#### ABOUT THIS TASK:
Only the lines from the line containing "let text = lead.end(trim_next.start(&source[pos..open]));" to the end of the entries should be repeated, exactly as they appear.

#### Stored items:
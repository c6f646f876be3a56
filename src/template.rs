//! Template block extraction
//!
//! Splits template text into literal text and `<% … %>` blocks:
//!
//! - `<% expr %>` interpolates the value of `expr`
//! - `<%* code %>` runs statements; the block renders the accumulator
//! - `<%-` / `-%>` drop one newline before / after the block
//! - `<%_` / `_%>` drop all whitespace before / after the block
//!
//! An opening marker without a closing one is kept as text.

use serde::{Deserialize, Serialize};

use crate::parser::scanner::skip_quoted;

#[derive(Debug, Clone, Copy, PartialEq, Eq, Hash, Serialize, Deserialize)]
#[serde(rename_all = "snake_case")]
pub enum BlockKind {
    Interpolation,
    Execution,
}

#[derive(Debug, Clone, PartialEq, Eq, Serialize, Deserialize)]
pub struct TemplateBlock {
    pub index: usize,
    pub kind: BlockKind,
    /// Code between the markers, without trim or execution flags
    pub code: String,
    /// Byte offset of the opening `<%`
    pub offset: usize,
}

#[derive(Debug, Clone, PartialEq, Eq)]
pub enum Segment {
    Text(String),
    /// Placeholder for the output of `blocks[i]`
    Block(usize),
}

#[derive(Debug, Clone, Default, PartialEq, Eq)]
pub struct ParsedTemplate {
    pub segments: Vec<Segment>,
    pub blocks: Vec<TemplateBlock>,
}

impl ParsedTemplate {
    /// Join text segments with the given block outputs.
    pub fn assemble(&self, outputs: &[String]) -> String {
        let mut out = String::new();
        for segment in &self.segments {
            match segment {
                Segment::Text(text) => out.push_str(text),
                Segment::Block(i) => {
                    if let Some(fragment) = outputs.get(*i) {
                        out.push_str(fragment);
                    }
                }
            }
        }
        out
    }
}

#[derive(Debug, Clone, Copy, PartialEq, Eq)]
enum Trim {
    None,
    Newline,
    Whitespace,
}

impl Trim {
    fn from_marker(b: Option<&u8>) -> Self {
        match b {
            Some(b'-') => Trim::Newline,
            Some(b'_') => Trim::Whitespace,
            _ => Trim::None,
        }
    }

    fn start<'t>(self, text: &'t str) -> &'t str {
        match self {
            Trim::None => text,
            Trim::Newline => text
                .strip_prefix("\r\n")
                .or_else(|| text.strip_prefix('\n'))
                .unwrap_or(text),
            Trim::Whitespace => text.trim_start(),
        }
    }

    fn end<'t>(self, text: &'t str) -> &'t str {
        match self {
            Trim::None => text,
            Trim::Newline => text
                .strip_suffix("\r\n")
                .or_else(|| text.strip_suffix('\n'))
                .unwrap_or(text),
            Trim::Whitespace => text.trim_end(),
        }
    }
}

/// Index of the `%>` closing a block whose code starts at `start`.
///
/// `%>` inside a string literal does not close the block. If a quote is never
/// closed, the first `%>` after it wins.
fn find_close(source: &str, start: usize) -> Option<usize> {
    let bytes = source.as_bytes();
    let mut i = start;
    while i + 1 < bytes.len() {
        match bytes[i] {
            b'\'' | b'"' | b'`' => match skip_quoted(source, i) {
                Some(end) => i = end + 1,
                None => return source[i..].find("%>").map(|p| i + p),
            },
            b'%' if bytes[i + 1] == b'>' => return Some(i),
            _ => i += 1,
        }
    }
    None
}

pub fn parse_template(source: &str) -> ParsedTemplate {
    let bytes = source.as_bytes();
    let mut parsed = ParsedTemplate::default();
    let mut pos = 0;
    let mut trim_next = Trim::None;

    while let Some(rel) = source[pos..].find("<%") {
        let open = pos + rel;
        let mut code_start = open + 2;

        let lead = Trim::from_marker(bytes.get(code_start));
        if lead != Trim::None {
            code_start += 1;
        }
        let kind = if bytes.get(code_start) == Some(&b'*') {
            code_start += 1;
            BlockKind::Execution
        } else {
            BlockKind::Interpolation
        };

        let Some(close) = find_close(source, code_start) else {
            break;
        };
        let trail = if close > code_start {
            Trim::from_marker(bytes.get(close - 1))
        } else {
            Trim::None
        };
        let code_end = if trail == Trim::None { close } else { close - 1 };

        let text = lead.end(trim_next.start(&source[pos..open]));
        if !text.is_empty() {
            parsed.segments.push(Segment::Text(text.to_string()));
        }

        let index = parsed.blocks.len();
        parsed.blocks.push(TemplateBlock {
            index,
            kind,
            code: source[code_start..code_end].to_string(),
            offset: open,
        });
        parsed.segments.push(Segment::Block(index));

        trim_next = trail;
        pos = close + 2;
    }

    let rest = trim_next.start(&source[pos..]);
    if !rest.is_empty() {
        parsed.segments.push(Segment::Text(rest.to_string()));
    }
    parsed
}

#### SOLUTION TO THE PROBLEM:
        let text = lead.end(trim_next.start(&source[pos..open]));
        if !text.is_empty() {
            parsed.segments.push(Segment::Text(text.to_string()));
        }

        let index = parsed.blocks.len();
        parsed.blocks.push(TemplateBlock {
            index,
            kind,
            code: source[code_start..code_end].to_string(),
            offset: open,
        });
        parsed.segments.push(Segment::Block(index));

        trim_next = trail;
        pos = close + 2;
    }

    let rest = trim_next.start(&source[pos..]);
    if !rest.is_empty() {
        parsed.segments.push(Segment::Text(rest.to_string()));
    }
    parsed
}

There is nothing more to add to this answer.